(Dataset entries)

---+---

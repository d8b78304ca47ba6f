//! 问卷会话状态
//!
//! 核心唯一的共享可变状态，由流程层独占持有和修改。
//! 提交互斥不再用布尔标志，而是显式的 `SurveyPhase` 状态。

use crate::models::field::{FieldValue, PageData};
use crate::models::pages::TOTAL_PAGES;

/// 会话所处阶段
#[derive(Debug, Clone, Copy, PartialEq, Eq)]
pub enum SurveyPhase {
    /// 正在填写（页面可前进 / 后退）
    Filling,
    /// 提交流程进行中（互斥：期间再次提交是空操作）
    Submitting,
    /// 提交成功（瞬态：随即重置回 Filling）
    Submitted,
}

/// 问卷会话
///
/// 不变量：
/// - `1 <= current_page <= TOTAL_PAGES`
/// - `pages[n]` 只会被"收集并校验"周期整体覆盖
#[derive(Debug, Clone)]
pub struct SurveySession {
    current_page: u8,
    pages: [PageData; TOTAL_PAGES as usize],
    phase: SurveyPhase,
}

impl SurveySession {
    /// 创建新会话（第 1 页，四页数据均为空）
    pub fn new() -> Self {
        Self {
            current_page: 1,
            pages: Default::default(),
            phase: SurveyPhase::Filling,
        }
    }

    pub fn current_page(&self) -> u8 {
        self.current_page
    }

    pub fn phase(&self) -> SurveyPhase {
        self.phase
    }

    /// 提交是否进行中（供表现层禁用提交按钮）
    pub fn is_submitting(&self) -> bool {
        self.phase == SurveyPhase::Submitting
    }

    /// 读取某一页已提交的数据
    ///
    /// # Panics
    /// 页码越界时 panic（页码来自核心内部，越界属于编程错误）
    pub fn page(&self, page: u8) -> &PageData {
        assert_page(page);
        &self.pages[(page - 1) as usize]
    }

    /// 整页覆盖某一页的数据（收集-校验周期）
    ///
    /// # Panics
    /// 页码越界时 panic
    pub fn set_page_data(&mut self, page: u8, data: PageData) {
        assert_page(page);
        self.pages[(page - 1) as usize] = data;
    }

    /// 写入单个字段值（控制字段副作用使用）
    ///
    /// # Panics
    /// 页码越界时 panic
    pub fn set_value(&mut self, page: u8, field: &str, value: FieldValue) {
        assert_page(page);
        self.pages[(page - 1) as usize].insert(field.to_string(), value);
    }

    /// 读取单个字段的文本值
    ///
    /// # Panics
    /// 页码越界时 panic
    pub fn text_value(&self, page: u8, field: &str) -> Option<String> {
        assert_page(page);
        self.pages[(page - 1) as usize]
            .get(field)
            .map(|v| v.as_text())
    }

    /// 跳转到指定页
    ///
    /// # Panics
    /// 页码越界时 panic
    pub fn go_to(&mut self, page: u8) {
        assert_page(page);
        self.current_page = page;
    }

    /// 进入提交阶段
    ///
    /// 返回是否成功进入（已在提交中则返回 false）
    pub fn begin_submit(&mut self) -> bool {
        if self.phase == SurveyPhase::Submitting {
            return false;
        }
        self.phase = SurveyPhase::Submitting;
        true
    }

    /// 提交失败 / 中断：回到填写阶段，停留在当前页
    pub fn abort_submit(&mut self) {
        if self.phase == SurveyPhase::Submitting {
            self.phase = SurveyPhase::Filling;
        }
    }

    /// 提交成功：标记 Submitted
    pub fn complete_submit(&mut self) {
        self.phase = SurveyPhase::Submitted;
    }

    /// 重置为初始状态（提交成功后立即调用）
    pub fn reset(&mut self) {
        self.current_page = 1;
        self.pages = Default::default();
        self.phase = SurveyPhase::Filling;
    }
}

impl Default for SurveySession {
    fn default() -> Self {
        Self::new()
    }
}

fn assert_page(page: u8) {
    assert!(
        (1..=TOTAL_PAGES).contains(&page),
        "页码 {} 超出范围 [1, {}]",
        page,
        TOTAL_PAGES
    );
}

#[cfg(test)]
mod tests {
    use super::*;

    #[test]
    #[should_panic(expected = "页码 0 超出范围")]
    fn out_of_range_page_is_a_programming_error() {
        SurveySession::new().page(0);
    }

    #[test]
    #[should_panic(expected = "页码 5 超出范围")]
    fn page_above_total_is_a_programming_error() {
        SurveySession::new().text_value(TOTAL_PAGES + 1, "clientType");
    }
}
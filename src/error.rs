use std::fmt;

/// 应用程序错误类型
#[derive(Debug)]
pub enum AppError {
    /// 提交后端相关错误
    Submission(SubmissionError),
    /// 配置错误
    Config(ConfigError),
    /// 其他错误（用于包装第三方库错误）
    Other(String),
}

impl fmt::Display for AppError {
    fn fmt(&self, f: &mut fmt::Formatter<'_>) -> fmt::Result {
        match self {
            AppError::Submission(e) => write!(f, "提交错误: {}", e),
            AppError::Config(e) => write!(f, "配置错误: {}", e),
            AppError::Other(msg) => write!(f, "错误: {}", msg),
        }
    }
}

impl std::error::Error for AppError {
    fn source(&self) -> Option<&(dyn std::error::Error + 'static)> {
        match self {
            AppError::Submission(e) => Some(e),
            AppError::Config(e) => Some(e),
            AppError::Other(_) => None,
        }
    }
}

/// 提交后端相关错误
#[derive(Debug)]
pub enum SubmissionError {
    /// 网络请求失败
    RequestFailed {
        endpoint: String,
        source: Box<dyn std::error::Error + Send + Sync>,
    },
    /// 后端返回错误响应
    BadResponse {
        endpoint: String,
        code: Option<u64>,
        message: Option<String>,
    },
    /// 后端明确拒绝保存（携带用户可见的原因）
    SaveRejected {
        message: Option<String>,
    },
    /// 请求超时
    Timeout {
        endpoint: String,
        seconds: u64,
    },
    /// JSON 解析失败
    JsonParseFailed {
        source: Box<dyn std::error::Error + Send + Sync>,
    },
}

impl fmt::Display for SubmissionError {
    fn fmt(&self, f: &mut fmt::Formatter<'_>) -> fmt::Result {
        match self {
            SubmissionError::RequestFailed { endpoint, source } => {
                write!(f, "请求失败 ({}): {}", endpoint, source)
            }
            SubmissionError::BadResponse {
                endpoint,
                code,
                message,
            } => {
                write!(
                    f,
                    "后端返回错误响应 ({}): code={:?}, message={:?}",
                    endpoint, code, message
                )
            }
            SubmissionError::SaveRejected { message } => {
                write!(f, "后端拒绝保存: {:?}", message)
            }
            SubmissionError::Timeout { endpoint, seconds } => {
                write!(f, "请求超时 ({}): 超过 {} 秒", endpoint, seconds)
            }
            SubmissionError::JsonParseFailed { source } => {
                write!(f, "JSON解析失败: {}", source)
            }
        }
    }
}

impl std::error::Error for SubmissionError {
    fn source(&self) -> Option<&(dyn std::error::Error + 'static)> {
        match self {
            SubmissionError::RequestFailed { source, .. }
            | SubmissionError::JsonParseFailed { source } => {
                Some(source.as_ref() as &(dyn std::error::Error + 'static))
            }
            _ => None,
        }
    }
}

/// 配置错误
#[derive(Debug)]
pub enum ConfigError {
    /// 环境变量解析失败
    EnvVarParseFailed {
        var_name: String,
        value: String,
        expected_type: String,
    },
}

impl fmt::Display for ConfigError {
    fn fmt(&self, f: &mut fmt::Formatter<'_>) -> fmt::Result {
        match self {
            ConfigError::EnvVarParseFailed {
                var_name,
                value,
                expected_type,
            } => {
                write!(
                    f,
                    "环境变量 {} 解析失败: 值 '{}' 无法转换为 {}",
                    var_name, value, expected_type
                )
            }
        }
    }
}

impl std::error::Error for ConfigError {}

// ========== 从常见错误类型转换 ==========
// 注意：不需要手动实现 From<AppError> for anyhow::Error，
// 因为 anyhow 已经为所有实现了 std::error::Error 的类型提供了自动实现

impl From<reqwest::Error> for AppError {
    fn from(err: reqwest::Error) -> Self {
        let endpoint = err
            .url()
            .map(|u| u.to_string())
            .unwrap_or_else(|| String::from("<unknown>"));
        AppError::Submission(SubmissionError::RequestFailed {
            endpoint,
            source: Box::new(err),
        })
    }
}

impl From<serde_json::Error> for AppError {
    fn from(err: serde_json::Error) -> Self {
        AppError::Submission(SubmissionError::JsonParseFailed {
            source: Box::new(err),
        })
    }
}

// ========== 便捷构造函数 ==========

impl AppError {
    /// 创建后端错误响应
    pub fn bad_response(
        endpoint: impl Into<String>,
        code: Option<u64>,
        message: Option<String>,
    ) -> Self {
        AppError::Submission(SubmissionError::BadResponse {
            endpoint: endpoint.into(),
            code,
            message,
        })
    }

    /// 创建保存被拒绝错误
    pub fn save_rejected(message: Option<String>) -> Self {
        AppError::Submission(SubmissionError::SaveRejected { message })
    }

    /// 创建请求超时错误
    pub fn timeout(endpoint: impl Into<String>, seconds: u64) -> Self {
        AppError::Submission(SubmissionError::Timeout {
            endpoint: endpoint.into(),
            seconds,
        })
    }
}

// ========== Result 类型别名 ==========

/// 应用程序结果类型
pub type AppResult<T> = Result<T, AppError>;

---+---

**Requirement**
Gather up every line in the data above that contains the word "FieldValue", copying each one.

**Reply**
use crate::models::field::{FieldValue, PageData};
    pub fn set_value(&mut self, page: u8, field: &str, value: FieldValue) {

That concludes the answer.